Did You Know? Your brain alone contains roughly 25% of your body’s total cholesterol — and it needs it for memory and communication⁶.
The French Paradox – When Fat Doesn’t Equal Disease
This entire series started in France. I’ve recently spent time traveling through France, and I’ll admit I ate my way through the country … twice … hopefully in the future. Cheese, butter, pâté, croissants ... things I just point to on the menu … if it was rich and delicious I tried it. I felt so guilty. I felt like each bite was taking days off my life. And yet, the French looked healthy. They weren’t avoiding fat. They were embracing it joyfully. They cooked with butter, drizzled olive oil on everything, and never skipped the cheese course.

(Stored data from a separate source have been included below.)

//! 场景脚本
//!
//! JSON 描述的追踪器、联动关系与一段指针手势，
//! 在内存场景里回放，用于无界面演示与回归检查。

use anyhow::{anyhow, Context, Result};
use serde::Deserialize;
use std::cell::Cell;
use std::collections::HashMap;
use std::path::Path;
use std::rc::Rc;
use tracing::{debug, info};
use ztrack_core::prelude::*;

/// 内置演示场景：矩形框带一根联动的摆臂和末端标记
pub const DEMO_SCENE: &str = r#"{
    "config": { "translate_increment": 0.5, "rotate_increment": 0.0 },
    "trackers": [
        {
            "type": "box", "name": "frame",
            "min": [0.0, 0.0, 0.0], "max": [4.0, 2.0, 0.0], "selected": true
        },
        { "type": "line", "name": "arm", "start": [4.0, 2.0, 0.0], "end": [6.0, 4.0, 0.0] },
        { "type": "marker", "name": "tip", "point": [6.0, 4.0, 0.0] }
    ],
    "links": [
        { "source": "frame.side1", "source_index": 1, "target": "arm", "target_indices": [0] },
        {
            "source": "arm", "source_index": 1,
            "target": "tip", "target_indices": [0], "target_only": true
        }
    ],
    "gesture": [
        { "kind": { "type": "button_down", "button": "left" }, "position": [2.0, -1.0] },
        { "kind": { "type": "move" }, "position": [3.2, -1.0] },
        { "kind": { "type": "move" }, "position": [4.1, -1.0] },
        { "kind": { "type": "button_up", "button": "left" }, "position": [4.1, -1.0] }
    ]
}"#;

/// 视口参数
#[derive(Debug, Clone, Copy, Deserialize)]
#[serde(default)]
pub struct ViewportDef {
    pub origin: Point2,
    pub scale: f64,
}

impl Default for ViewportDef {
    fn default() -> Self {
        Self {
            origin: Point2::origin(),
            scale: 1.0,
        }
    }
}

/// 追踪器定义
#[derive(Debug, Clone, Deserialize)]
#[serde(tag = "type", rename_all = "lowercase")]
pub enum TrackerDef {
    Marker {
        name: String,
        point: Point3,
        #[serde(default)]
        selected: bool,
    },
    Line {
        name: String,
        start: Point3,
        end: Point3,
        #[serde(default)]
        selected: bool,
        #[serde(default)]
        style: DragStyle,
    },
    Polyline {
        name: String,
        points: Vec<Point3>,
        #[serde(default)]
        selected: bool,
        #[serde(default)]
        style: DragStyle,
    },
    /// 分段折线，各段命名为 `<name>.segment0` ..
    Path {
        name: String,
        points: Vec<Point3>,
        #[serde(default)]
        closed: bool,
        #[serde(default = "default_adjustable")]
        adjustable: bool,
        #[serde(default)]
        selected: bool,
    },
    /// 四条边分别命名为 `<name>.side0` .. `<name>.side3`
    Box {
        name: String,
        min: Point3,
        max: Point3,
        #[serde(default)]
        selected: bool,
    },
}

fn default_adjustable() -> bool {
    true
}

/// 联动定义，引用追踪器名称
#[derive(Debug, Clone, Deserialize)]
pub struct LinkDef {
    pub source: String,
    pub source_index: LinkIndex,
    pub target: String,
    pub target_indices: Vec<LinkIndex>,
    #[serde(default)]
    pub target_only: bool,
}

/// 场景脚本
#[derive(Debug, Clone, Default, Deserialize)]
#[serde(default)]
pub struct SceneScript {
    pub config: DragConfig,
    pub viewport: ViewportDef,
    pub trackers: Vec<TrackerDef>,
    pub links: Vec<LinkDef>,
    pub gesture: Vec<PointerEvent>,
}

/// 回放结果
#[derive(Debug, Default)]
pub struct RunSummary {
    pub outcomes: Vec<DriverOutcome>,
    /// 按创建顺序排列的 (名称, 最终坐标)
    pub coordinates: Vec<(String, Vec<Point3>)>,
    pub scene_writes: usize,
    pub failed_tasks: usize,
}

impl SceneScript {
    pub fn from_json_str(json: &str) -> Result<Self> {
        serde_json::from_str(json).context("Failed to parse scene script")
    }

    pub fn load(path: impl AsRef<Path>) -> Result<Self> {
        let path = path.as_ref();
        let json = std::fs::read_to_string(path)
            .with_context(|| format!("Failed to read scene script {}", path.display()))?;
        Self::from_json_str(&json)
    }

    pub fn demo() -> Result<Self> {
        Self::from_json_str(DEMO_SCENE)
    }

    /// 构建会话并回放手势
    pub fn run(&self, verbose: bool) -> Result<RunSummary> {
        let mut session = EditSession::new(self.config.clone());
        session.set_verbose(verbose);

        let scheduled = Rc::new(Cell::new(0usize));
        let counter = scheduled.clone();
        session
            .queue_mut()
            .set_schedule_hook(move || counter.set(counter.get() + 1));

        let mut names = Vec::new();
        let mut trackers = Vec::new();
        for def in &self.trackers {
            build_tracker(&mut session, def, &mut names, &mut trackers)?;
        }

        let index: HashMap<&str, usize> = names
            .iter()
            .enumerate()
            .map(|(i, name)| (name.as_str(), i))
            .collect();
        let lookup = |name: &str| {
            index
                .get(name)
                .copied()
                .ok_or_else(|| anyhow!("Unknown tracker '{}'", name))
        };

        for link in &self.links {
            let source = lookup(&link.source)?;
            let target = lookup(&link.target)?;
            trackers[source]
                .link(
                    &mut session,
                    link.source_index,
                    &trackers[target],
                    &link.target_indices,
                    link.target_only,
                )
                .with_context(|| format!("Failed to link {} -> {}", link.source, link.target))?;
        }

        let mut scene = MemoryScene::new();
        let mut summary = RunSummary::default();
        summary.failed_tasks += session.tick(&mut scene).failed;

        let viewport = PlanarViewport::new(self.viewport.origin, self.viewport.scale);
        let mut driver = PointerDriver::new();
        for event in &self.gesture {
            let outcome = driver.handle(&mut session, &mut trackers, &viewport, event)?;
            debug!("{:?} -> {:?}", event.kind, outcome);
            summary.outcomes.push(outcome);
            summary.failed_tasks += session.tick(&mut scene).failed;
        }

        if session.is_dragging() {
            info!("Gesture ended without release, cancelling");
            session.cancel_drag();
            summary.failed_tasks += session.tick(&mut scene).failed;
        }

        for (name, tracker) in names.into_iter().zip(&trackers) {
            summary.coordinates.push((name, tracker.coordinates(&session)?));
        }
        summary.scene_writes = scene.writes;
        debug!("{} flushes scheduled", scheduled.get());

        Ok(summary)
    }
}

fn build_tracker(
    session: &mut EditSession,
    def: &TrackerDef,
    names: &mut Vec<String>,
    trackers: &mut Vec<Tracker>,
) -> Result<()> {
    match def {
        TrackerDef::Marker { name, point, selected } => {
            let mut tracker = Tracker::marker(session, name, *point);
            if *selected {
                tracker.selectable.select();
            }
            names.push(name.clone());
            trackers.push(tracker);
        }
        TrackerDef::Line {
            name,
            start,
            end,
            selected,
            style,
        } => {
            let mut tracker = Tracker::line(session, name, *start, *end);
            tracker.draggable.style = *style;
            if *selected {
                tracker.selectable.select();
            }
            names.push(name.clone());
            trackers.push(tracker);
        }
        TrackerDef::Polyline {
            name,
            points,
            selected,
            style,
        } => {
            let mut tracker = Tracker::polyline(session, name, points.clone());
            tracker.draggable.style = *style;
            if *selected {
                tracker.selectable.select();
            }
            names.push(name.clone());
            trackers.push(tracker);
        }
        TrackerDef::Path {
            name,
            points,
            closed,
            adjustable,
            selected,
        } => {
            let mut path = PolylineTracker::new(session, name, points, *closed, *adjustable)?;
            if *selected {
                path.select();
            }
            for (i, segment) in path.into_segments().into_iter().enumerate() {
                names.push(format!("{}.segment{}", name, i));
                trackers.push(segment);
            }
        }
        TrackerDef::Box {
            name,
            min,
            max,
            selected,
        } => {
            let mut rect = BoxTracker::from_corners(session, name, *min, *max)?;
            if *selected {
                rect.select();
            }
            for (i, side) in rect.into_sides().into_iter().enumerate() {
                names.push(format!("{}.side{}", name, i));
                trackers.push(side);
            }
        }
    }
    Ok(())
}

So how could a culture that eats so much fat have lower rates of heart disease than we do in the U.S.? That’s the French Paradox⁷: the idea that the French consume more saturated fat but have significantly fewer cardiovascular problems.
It turns out, the answer has less to do with what they eat and more to do with how they eat: smaller portions, fresher ingredients, slower meals, and MOST IMPORTANTLY fewer processed foods. France’s heart-disease rate is roughly 30% lower than the U.S. despite higher fat consumption⁸.
The Fast-Food Fat Trap – How Modern Convenience Rewrites Nutrition
Back home, things look different. The average American now gets nearly 40% of daily calories from fat. That’s actually not all that bad. Unfortunately it comes from fried or processed foods⁹ and that’s really bad. That’s not the kind of fat our grandparents cooked with. Trans fat is cheap industrial oils that can be heated over and over again. It cuts down operational costs by loading the oil with with trans fats and paired with refined carbs and sugar.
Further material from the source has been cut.